Happy Pride Month, my lovely peoples.
In the effort of full disclosure and to ensure minimum backlash for this post, I am by no means an expert on sex, gender, or expression of either. I am a cisgender woman; I was assigned female at birth and I express myself as female. Should any of what is said in the post below offend you or be inaccurate, LET ME KNOW! Give me all the criticism and help me learn. Who better to learn it from than the people that live it daily?
Before I jump into this, I just want to express the sheer surprise I received when doing the research. I had absolutely no idea there were so many gender identities. According to Gender Wiki, which is the source I used for most of the information below, there are 154 different gender identities! Gender Identities are the private sense a person gets regarding their gender. This is completely different from a person’s Assigned Sex, which is the gender in which is implied based on their genitalia at birth.
There is a lot of controversy over the gender identification of people because of the assigned genitalia at birth. Many say that there are two genders only: XX chromosome female genders and XY chromosome male genders. Generally speaking, assigned genders are based on these sex chromosomes, but one in every 400 persons is born with a different set of chromosomes. Some are born with a singular sex chromosome; some are even born with four, or five, or six sex chromosomes. We’re not discussing the assigned genders based on biological sex at birth. We’re also not discussing sexual orientation. We are focusing on the vast array of gender identities, the internal feeling a person has regarding their gender.
While not limited to the below four categories, for the sake of our discussion, we’re going to refer to the below four Gender Identity Categories:
- Third gender
Cisgender or Binary Gender
Cisgender or Binary Gender is a term for someone who has a gender identity that aligns with what they were assigned at birth. Cisgender refers to someone that identifies as either a man or a woman. A cisgender woman uses she/her pronouns while also having female genitalia. A cisgender man uses he/him pronouns while also having male genitalia. Cisgender may also be referred to as cissexual or shortened to cis.
There are two branches that correlate with cisgender: cis-cis and cis-genderless. A person is a cis-cis identifies as such because of their assigned sex and they maintain traditional gender roles and psychological feelings in accordance with their assigned sex. Cis-genderless refers to someone who defaults to their assigned gender due to either lacking gendered feelings or lacking understanding of gender.
Transgender is a term for anyone whose internal experience of gender does not match the gender they were assigned at birth (normally based on genitalia). Transgender people generally feel as if they were born into bodies which society does not associate with their gender, or were assigned a sex that does not match their gender. Transsexuals are individuals who plan on having GRS (gender re-affirmation surgery) or GCS (gender-confirming surgery).

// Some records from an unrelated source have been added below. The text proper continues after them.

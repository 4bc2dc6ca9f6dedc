//! packctl configuration layer
//!
//! All environment reads live here; the rest of the crate works with the
//! structured configs from [`schema`].
//!
//! - `loader`: env_or, env_optional, env_bool and `.env` loading
//! - `schema`: ObservabilityConfig, RegistryConfig, BaseImageConfig
//! - `env_keys`: key constants with legacy aliases

pub mod env_keys;
pub mod loader;
pub mod schema;

pub use loader::{env_bool, env_optional, env_or, load_dotenv};
pub use schema::{BaseImageConfig, ObservabilityConfig, RegistryConfig};
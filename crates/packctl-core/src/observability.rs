//! Observability: tracing init.
//!
//! Uses config::ObservabilityConfig for PACKCTL_QUIET, PACKCTL_LOG_LEVEL and PACKCTL_LOG_JSON.

use tracing_subscriber::{prelude::*, EnvFilter};

/// Initialize tracing. Call at process startup.
///
/// `RUST_LOG` wins over the packctl variables. With PACKCTL_QUIET=1 only WARN
/// and above are logged; `verbose` raises the packctl crates to DEBUG.
pub fn init_tracing(verbose: bool) {
    let cfg = crate::config::ObservabilityConfig::from_env();
    let level = if cfg.quiet {
        "packctl=warn".to_string()
    } else if verbose {
        "packctl=debug".to_string()
    } else {
        cfg.log_level.clone()
    };

    let filter = EnvFilter::try_from_default_env().unwrap_or_else(|_| EnvFilter::new(&level));

    // Logs go to stderr so command output on stdout stays pipeable.
    let _ = if cfg.log_json {
        tracing_subscriber::registry()
            .with(filter)
            .with(
                tracing_subscriber::fmt::layer()
                    .json()
                    .with_writer(std::io::stderr)
                    .with_target(true)
                    .with_thread_ids(false),
            )
            .try_init()
    } else {
        tracing_subscriber::registry()
            .with(filter)
            .with(
                tracing_subscriber::fmt::layer()
                    .with_writer(std::io::stderr)
                    .with_target(true)
                    .with_thread_ids(false),
            )
            .try_init()
    };
}
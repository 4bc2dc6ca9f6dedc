//! Evaluation of collection-literal override values.
//!
//! Accepts the literal subset users type on the command line: quoted strings,
//! integers, floats, `True`/`False`/`None` (and `true`/`false`/`null`), lists,
//! tuples, dicts and sets, nested up to [`MAX_LITERAL_DEPTH`] levels. Tuples
//! and sets become YAML sequences. Anything else (names, calls, operators) is
//! rejected.

use serde_yaml::{Mapping, Number, Value};
use thiserror::Error;

/// Deepest collection nesting accepted in one literal. Kept well below the
/// YAML parser's recursion limit so a written values file can be read back.
pub const MAX_LITERAL_DEPTH: usize = 64;

#[derive(Debug, Clone, PartialEq, Eq, Error)]
#[error("{message} at offset {offset}")]
pub struct LiteralError {
    pub offset: usize,
    pub message: String,
}

/// Evaluate `text` as one literal value; trailing input is an error.
pub fn parse_literal(text: &str) -> Result<Value, LiteralError> {
    let mut parser = Parser {
        src: text,
        pos: 0,
        depth: 0,
    };
    let value = parser.value()?;
    parser.skip_ws();
    if let Some(c) = parser.peek() {
        return Err(parser.error(format!("unexpected '{c}' after literal")));
    }
    Ok(value)
}

struct Parser<'a> {
    src: &'a str,
    pos: usize,
    /// Collections currently open.
    depth: usize,
}

impl Parser<'_> {
    fn peek(&self) -> Option<char> {
        self.src[self.pos..].chars().next()
    }

    fn bump(&mut self) -> Option<char> {
        let c = self.peek()?;
        self.pos += c.len_utf8();
        Some(c)
    }

    fn skip_ws(&mut self) {
        while matches!(self.peek(), Some(c) if c.is_whitespace()) {
            self.bump();
        }
    }

    fn error(&self, message: impl Into<String>) -> LiteralError {
        LiteralError {
            offset: self.pos,
            message: message.into(),
        }
    }

    fn value(&mut self) -> Result<Value, LiteralError> {
        self.skip_ws();
        match self.peek() {
            None => Err(self.error("unexpected end of input")),
            Some(open @ ('[' | '(' | '{')) => {
                if self.depth == MAX_LITERAL_DEPTH {
                    return Err(self.error(format!(
                        "literal is nested deeper than {MAX_LITERAL_DEPTH} levels"
                    )));
                }
                self.bump();
                self.depth += 1;
                let value = self.collection(open)?;
                self.depth -= 1;
                Ok(value)
            }
            Some(q @ ('\'' | '"')) => {
                self.bump();
                self.string(q).map(Value::String)
            }
            Some(c) if c == '-' || c == '+' || c == '.' || c.is_ascii_digit() => self.number(),
            Some(c) if c.is_alphabetic() || c == '_' => self.keyword(),
            Some(c) => Err(self.error(format!("unexpected '{c}'"))),
        }
    }

    fn collection(&mut self, open: char) -> Result<Value, LiteralError> {
        match open {
            '[' => self.items(Vec::new(), ']').map(|(items, _)| Value::Sequence(items)),
            '(' => {
                let (mut items, saw_comma) = self.items(Vec::new(), ')')?;
                // `(x)` is a parenthesised value, `(x,)` a one-element tuple.
                if items.len() == 1 && !saw_comma {
                    Ok(items.remove(0))
                } else {
                    Ok(Value::Sequence(items))
                }
            }
            _ => self.braced(),
        }
    }

    /// Parse comma-separated values up to `close`, after the opening bracket
    /// (and any already parsed `items`). Returns whether a comma was seen.
    fn items(
        &mut self,
        mut items: Vec<Value>,
        close: char,
    ) -> Result<(Vec<Value>, bool), LiteralError> {
        let mut saw_comma = false;
        if items.is_empty() {
            self.skip_ws();
            if self.peek() == Some(close) {
                self.bump();
                return Ok((items, saw_comma));
            }
            items.push(self.value()?);
        }
        loop {
            self.skip_ws();
            match self.peek() {
                Some(',') => {
                    self.bump();
                    saw_comma = true;
                    self.skip_ws();
                    if self.peek() == Some(close) {
                        self.bump();
                        return Ok((items, saw_comma));
                    }
                    items.push(self.value()?);
                }
                Some(c) if c == close => {
                    self.bump();
                    return Ok((items, saw_comma));
                }
                Some(c) => return Err(self.error(format!("expected ',' or '{close}', found '{c}'"))),
                None => return Err(self.error(format!("expected ',' or '{close}'"))),
            }
        }
    }

    /// `{}` is an empty dict; `{k: v, ...}` a dict; `{a, b}` a set.
    fn braced(&mut self) -> Result<Value, LiteralError> {
        self.skip_ws();
        if self.peek() == Some('}') {
            self.bump();
            return Ok(Value::Mapping(Mapping::new()));
        }
        let first = self.value()?;
        self.skip_ws();
        if self.peek() != Some(':') {
            return self
                .items(vec![first], '}')
                .map(|(items, _)| Value::Sequence(items));
        }

        let mut map = Mapping::new();
        let mut key = first;
        loop {
            self.skip_ws();
            if self.peek() != Some(':') {
                return Err(self.error("expected ':' after dict key"));
            }
            if matches!(key, Value::Sequence(_) | Value::Mapping(_)) {
                return Err(self.error("dict keys must be scalars"));
            }
            self.bump();
            let value = self.value()?;
            map.insert(key, value);

            self.skip_ws();
            match self.peek() {
                Some(',') => {
                    self.bump();
                    self.skip_ws();
                    if self.peek() == Some('}') {
                        self.bump();
                        return Ok(Value::Mapping(map));
                    }
                    key = self.value()?;
                }
                Some('}') => {
                    self.bump();
                    return Ok(Value::Mapping(map));
                }
                Some(c) => return Err(self.error(format!("expected ',' or '}}', found '{c}'"))),
                None => return Err(self.error("expected ',' or '}'")),
            }
        }
    }

    fn string(&mut self, quote: char) -> Result<String, LiteralError> {
        let mut out = String::new();
        loop {
            match self.bump() {
                None | Some('\n') => return Err(self.error("unterminated string")),
                Some(c) if c == quote => return Ok(out),
                Some('\\') => match self.bump() {
                    None => return Err(self.error("unterminated string")),
                    Some('n') => out.push('\n'),
                    Some('t') => out.push('\t'),
                    Some('r') => out.push('\r'),
                    Some('0') => out.push('\0'),
                    Some('\n') => {}
                    Some(c @ ('\\' | '\'' | '"')) => out.push(c),
                    Some('x') => out.push(self.hex_escape(2)?),
                    Some('u') => out.push(self.hex_escape(4)?),
                    Some(other) => {
                        out.push('\\');
                        out.push(other);
                    }
                },
                Some(c) => out.push(c),
            }
        }
    }

    fn hex_escape(&mut self, digits: usize) -> Result<char, LiteralError> {
        let start = self.pos;
        for _ in 0..digits {
            match self.bump() {
                Some(c) if c.is_ascii_hexdigit() => {}
                _ => return Err(self.error("truncated escape sequence")),
            }
        }
        u32::from_str_radix(&self.src[start..self.pos], 16)
            .ok()
            .and_then(char::from_u32)
            .ok_or_else(|| self.error("invalid escape sequence"))
    }

    fn number(&mut self) -> Result<Value, LiteralError> {
        let start = self.pos;
        if matches!(self.peek(), Some('+' | '-')) {
            self.bump();
        }
        let mut is_float = false;
        self.digits();
        if self.peek() == Some('.') {
            is_float = true;
            self.bump();
            self.digits();
        }
        if matches!(self.peek(), Some('e' | 'E')) {
            is_float = true;
            self.bump();
            if matches!(self.peek(), Some('+' | '-')) {
                self.bump();
            }
            self.digits();
        }

        let text = self.src[start..self.pos].replace('_', "");
        let invalid = || LiteralError {
            offset: start,
            message: format!("invalid number '{}'", &self.src[start..self.pos]),
        };
        if is_float {
            let f: f64 = text.parse().map_err(|_| invalid())?;
            return Ok(Value::Number(Number::from(f)));
        }
        if let Ok(i) = text.parse::<i64>() {
            return Ok(Value::Number(Number::from(i)));
        }
        if let Ok(u) = text.parse::<u64>() {
            return Ok(Value::Number(Number::from(u)));
        }
        Err(invalid())
    }

    /// Digits with single `_` separators between them.
    fn digits(&mut self) {
        let mut prev_digit = false;
        loop {
            match self.peek() {
                Some(c) if c.is_ascii_digit() => prev_digit = true,
                Some('_') if prev_digit && self.digit_follows_separator() => prev_digit = false,
                _ => return,
            }
            self.bump();
        }
    }

    fn digit_follows_separator(&self) -> bool {
        self.src[self.pos + 1..].starts_with(|c: char| c.is_ascii_digit())
    }

    fn keyword(&mut self) -> Result<Value, LiteralError> {
        let start = self.pos;
        while matches!(self.peek(), Some(c) if c.is_alphanumeric() || c == '_') {
            self.bump();
        }
        match &self.src[start..self.pos] {
            "True" | "true" => Ok(Value::Bool(true)),
            "False" | "false" => Ok(Value::Bool(false)),
            "None" | "null" => Ok(Value::Null),
            word => Err(LiteralError {
                offset: start,
                message: format!("'{word}' is not a literal"),
            }),
        }
    }
}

Men, women, and non-binary persons can be transgender. A trans man is someone who views themselves as a man and was assigned female at birth. Similarly, a trans woman views herself as a woman and was assigned male at birth. To avoid confusing gender with sex, terms such as “male-bodied” and “female-bodied” are deemed inappropriate. Instead, the terminology used is “assigned (or designated) male/female at birth”.
Third Gender is the gender identity used to describe any gender role outside of binary male or female. There is no specific third gender to which these individuals define themselves, and in some cases societies in which third gender is acknowledged may have four or more gender identities.
Third Gender includes gender identities such as Hijra in India, Two-Spirit in Native American cultures, and Fa’afafine in Samoa. Nepal, Pakistan, Bangladesh, Germany, New Zealand, and Australia also have a legal third gender. There are cases too where non-binary identities may also be described as a third gender.
Non-binary gender describes any gender identity which does not fit the male and female binary. These individuals may identify as both masculine and feminine, have multiple genders, have a varying gender, or have a neutral gender. Both those identifying as transgender and those identifying as a third gender may be non-binary. Non-binary persons generally adopt gender-neutral titles, such as Mx., and gender-neutral pronouns, such as they/them.
There are many sub-gender identities for those who identify as non-binary, including, but not limited to: androgynous, intergender, agender, xenogender, bigender, pangender, genderfluid, demigender, intersexual, or amalgagender.
If you’re looking for a great show to watch with an episode on Gender (Sex, Expression, and Attraction), watch Bill Nye Saves the World’s episode “The Sexual Expression“. It’s on Netflix. It’s fantastic! Here’s a clip from YouTube to give you an idea of the episode:
Gender Identities vary from person to person and no matter the Gender Identity category individuals fall under, no one is the same. So, tell me, how do you identify? Tell me you!